Everybody wants to know what Bitcoin's price is going to do next, and there are a lot of theories and conceptual frameworks out there that try to make a prediction.
2. A Whale would want to leave his holdings and trade for real-world assets like real estate and companies at least partially, if not entirely.
So how would the whale manipulate the market if they don't dump and buy back after dumping if they're just trading other assets?
3. Thus, a Whale would want to keep the price of Bitcoin as high as possible while at the same time reducing their own exposure to Bitcoin.
Not necessarily a good assumption. Not even a whale interested in market manipulation wants Bitcoin price as high as possible. Your theory of a whale community in contact makes no sense if that is the case. If whales are to grow their advantage, the only sensible approach is direct manipulation of the market by dumping and buying when the market panics.
4. A Whale, having an understanding of how markets work, and living in a "pod" of other Whales that they would be in coordination with (either directly, in a personal way, or using market telemetry i.e. tools to track the movements of the other Whales), will be able to understand and execute very significant market manipulation.
There is no way to understand and execute very significant market manipulation without the coordination, so I agree with this point.
5. That manipulation only goes so far, as the longer-term arbiter of the price is consumer investor demand for Bitcoin.
I wouldn't say I completely understand what you mean here, but whatever.
6. Because of this, Whales would do what they could to increase consumer demand of Bitcoin, and these Whales, being billionaires, would have a lot power to promote the purchase of Bitcoin to investors (direct marketing, media capture, regulatory capture, influencers, and so on).
This makes sense, though I don't see how they've done this in practice. Bitcoin became popular mostly because criminals, ponzi scheme operators and the like drew the attention of governments and law enforcement agancies to it. Then some governments saw its potentials and embraced it through instruments like ETFs.
~snip~
8. Besides direct promotion, Whales would also promote Bitcoin indirectly by manipulating the price: making sure the price level didn't fall too drastically to spook the market, and then pumping up the price to get the excitement going, and so on (and doing this in coordination with with the other activities, for instance timing a big market purchase with a meeting at Mar a Lago or supporting the market during period of negative news).
This has been overflogged already.
~snip~
Answer: go whale watching. Every day. Build whale-watching tools based on the public blockchain. If Whales determine the price of Bitcoin, then watching what the whales do can be very profitable. (Of course you could argue that if the Whales start getting watched in a significant way, then their ability to manipulate the market would diminish).
The other thing you would do is wonder about the macro situation: what if some or all of the Whales... panicked and dumped their holdings? Obviously that would lead to a market crash--one which would hurt the Whales more than anybody else--but what if they were lead to believe that they had no choice e.g. that the price was never again going to go up?
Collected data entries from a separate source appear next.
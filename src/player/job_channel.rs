use crate::core::{CancelToken, PlayerError, Result};
use crossbeam_channel::{select, unbounded, Receiver, Sender};
use log::{debug, info, warn};
use std::process;
use std::thread::{self, JoinHandle};

fn log_ctx() -> String {
    format!("[pid:{} tid:{:?}]", process::id(), thread::current().id())
}

/// 任务优先级
#[derive(Debug, Clone, Copy, PartialEq, Eq)]
pub enum JobPriority {
    /// 控制面任务（配置、事件开关、周期统计）
    High,
    /// 数据面任务（数据包进出、重置），按提交顺序执行
    Normal,
}

/// 可投递到任务通道的任务
pub trait Job: Send + 'static {
    fn priority(&self) -> JobPriority;

    /// 日志用名称
    fn name(&self) -> &'static str;
}

/// 任务投递端（可克隆，供其他线程使用）
pub struct JobSender<J: Job> {
    high_tx: Sender<J>,
    normal_tx: Sender<J>,
}

impl<J: Job> JobSender<J> {
    pub fn send(&self, job: J) -> Result<()> {
        let tx = match job.priority() {
            JobPriority::High => &self.high_tx,
            JobPriority::Normal => &self.normal_tx,
        };
        tx.send(job).map_err(|_| PlayerError::ChannelClosed)
    }
}

impl<J: Job> Clone for JobSender<J> {
    fn clone(&self) -> Self {
        Self {
            high_tx: self.high_tx.clone(),
            normal_tx: self.normal_tx.clone(),
        }
    }
}

/// 优先级任务通道
///
/// 单消费者线程串行执行任务，顺序为（优先级，提交顺序）。
/// 每执行完一个任务都会重新检查高优先级队列。
pub struct PriorityJobChannel<J: Job> {
    name: String,
    sender: JobSender<J>,
    token: CancelToken,
    worker: Option<JoinHandle<()>>,
}

impl<J: Job> PriorityJobChannel<J> {
    /// 启动消费者线程，`handler` 在该线程上依次执行任务
    pub fn start<F>(name: &str, handler: F) -> Self
    where
        F: FnMut(J) + Send + 'static,
    {
        let (high_tx, high_rx) = unbounded::<J>();
        let (normal_tx, normal_rx) = unbounded::<J>();
        let token = CancelToken::new();

        let worker_token = token.clone();
        let worker_name = name.to_string();
        let worker = thread::spawn(move || {
            Self::worker_loop(&worker_name, handler, high_rx, normal_rx, worker_token);
        });

        Self {
            name: name.to_string(),
            sender: JobSender { high_tx, normal_tx },
            token,
            worker: Some(worker),
        }
    }

    fn worker_loop<F>(
        name: &str,
        mut handler: F,
        high_rx: Receiver<J>,
        normal_rx: Receiver<J>,
        token: CancelToken,
    ) where
        F: FnMut(J),
    {
        info!("{} 🚀 任务通道 {} 启动", log_ctx(), name);
        let mut executed: u64 = 0;

        let mut run = |job: J, executed: &mut u64| {
            debug!("{} 执行任务 {}", name, job.name());
            handler(job);
            *executed += 1;
        };

        while !token.is_cancelled() {
            // 高优先级队列先清空
            if let Ok(job) = high_rx.try_recv() {
                run(job, &mut executed);
                continue;
            }

            let normal = select! {
                recv(token.signal()) -> _ => break,
                recv(high_rx) -> job => match job {
                    Ok(job) => {
                        run(job, &mut executed);
                        continue;
                    }
                    Err(_) => break,
                },
                recv(normal_rx) -> job => match job {
                    Ok(job) => job,
                    Err(_) => break,
                },
            };

            // select 在多个通道就绪时随机选择，普通任务执行前再让出给高优先级
            while let Ok(job) = high_rx.try_recv() {
                if token.is_cancelled() {
                    break;
                }
                run(job, &mut executed);
            }
            if token.is_cancelled() {
                break;
            }
            run(normal, &mut executed);
        }

        let dropped = high_rx.len() + normal_rx.len();
        if dropped > 0 {
            warn!("{} 任务通道 {} 退出时丢弃 {} 个未执行任务", log_ctx(), name, dropped);
        }
        info!("{} 🛑 任务通道 {} 退出（共执行 {} 个任务）", log_ctx(), name, executed);
    }

    /// 投递任务；通道已停止时返回 `ChannelClosed`
    pub fn enqueue(&self, job: J) -> Result<()> {
        if self.token.is_cancelled() {
            return Err(PlayerError::ChannelClosed);
        }
        self.sender.send(job)
    }

    pub fn sender(&self) -> JobSender<J> {
        self.sender.clone()
    }

    /// 停止消费者线程，未执行的任务被丢弃
    pub fn stop(&mut self) {
        self.token.cancel();
        if let Some(handle) = self.worker.take() {
            info!("{} ⏳ 等待任务通道 {} 退出...", log_ctx(), self.name);
            if handle.join().is_err() {
                warn!("{} 任务通道 {} 线程 panic", log_ctx(), self.name);
            }
        }
    }

    pub fn is_running(&self) -> bool {
        self.worker.is_some() && !self.token.is_cancelled()
    }
}

impl<J: Job> Drop for PriorityJobChannel<J> {
    fn drop(&mut self) {
        self.stop();
    }
}

#[cfg(test)]
mod tests {
    use super::*;
    use crossbeam_channel::bounded;
    use std::time::Duration;

    enum TestJob {
        Block(Receiver<()>),
        Control(&'static str),
        Data(&'static str),
    }

    impl Job for TestJob {
        fn priority(&self) -> JobPriority {
            match self {
                TestJob::Control(_) => JobPriority::High,
                _ => JobPriority::Normal,
            }
        }

        fn name(&self) -> &'static str {
            match self {
                TestJob::Block(_) => "block",
                TestJob::Control(name) | TestJob::Data(name) => *name,
            }
        }
    }

    #[test]
    fn test_priority_then_fifo() {
        let (out_tx, out_rx) = unbounded::<&'static str>();
        let (started_tx, started_rx) = bounded::<()>(1);

        let mut channel = PriorityJobChannel::start("test", move |job: TestJob| match job {
            TestJob::Block(release) => {
                let _ = started_tx.send(());
                let _ = release.recv();
                let _ = out_tx.send("block");
            }
            other => {
                let _ = out_tx.send(other.name());
            }
        });

        let (release_tx, release_rx) = bounded::<()>(1);
        channel.enqueue(TestJob::Block(release_rx)).unwrap();
        started_rx.recv_timeout(Duration::from_secs(5)).unwrap();

        channel.enqueue(TestJob::Data("d1")).unwrap();
        channel.enqueue(TestJob::Control("c1")).unwrap();
        channel.enqueue(TestJob::Data("d2")).unwrap();
        channel.enqueue(TestJob::Control("c2")).unwrap();
        channel.enqueue(TestJob::Data("d3")).unwrap();
        release_tx.send(()).unwrap();

        let order: Vec<_> = (0..6)
            .map(|_| out_rx.recv_timeout(Duration::from_secs(5)).unwrap())
            .collect();
        assert_eq!(order, vec!["block", "c1", "c2", "d1", "d2", "d3"]);

        channel.stop();
        assert!(!channel.is_running());
        assert!(matches!(
            channel.enqueue(TestJob::Data("late")),
            Err(PlayerError::ChannelClosed)
        ));
    }

    #[test]
    fn test_sender_from_other_thread() {
        let (out_tx, out_rx) = unbounded::<&'static str>();
        let channel = PriorityJobChannel::start("test", move |job: TestJob| {
            let _ = out_tx.send(job.name());
        });

        let sender = channel.sender();
        thread::spawn(move || sender.send(TestJob::Data("remote")).unwrap())
            .join()
            .unwrap();
        assert_eq!(out_rx.recv_timeout(Duration::from_secs(5)), Ok("remote"));
    }
}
Interestingly, the Whales make the case for both stability (they have an interest in the market moving in a stable way to increase long-term sentiment), but also add catastrophic downside risk.
It's all very interesting stuff to think about. I look forward to comments, criticisms, and additions to this theory.
I think whale watching is a waste of time. The commonsense thing to do is move opposite the market if you're confident that it is manipulated. When investors are spooked is when you should be confident. When they're confident is when you should be skeptical. Simple.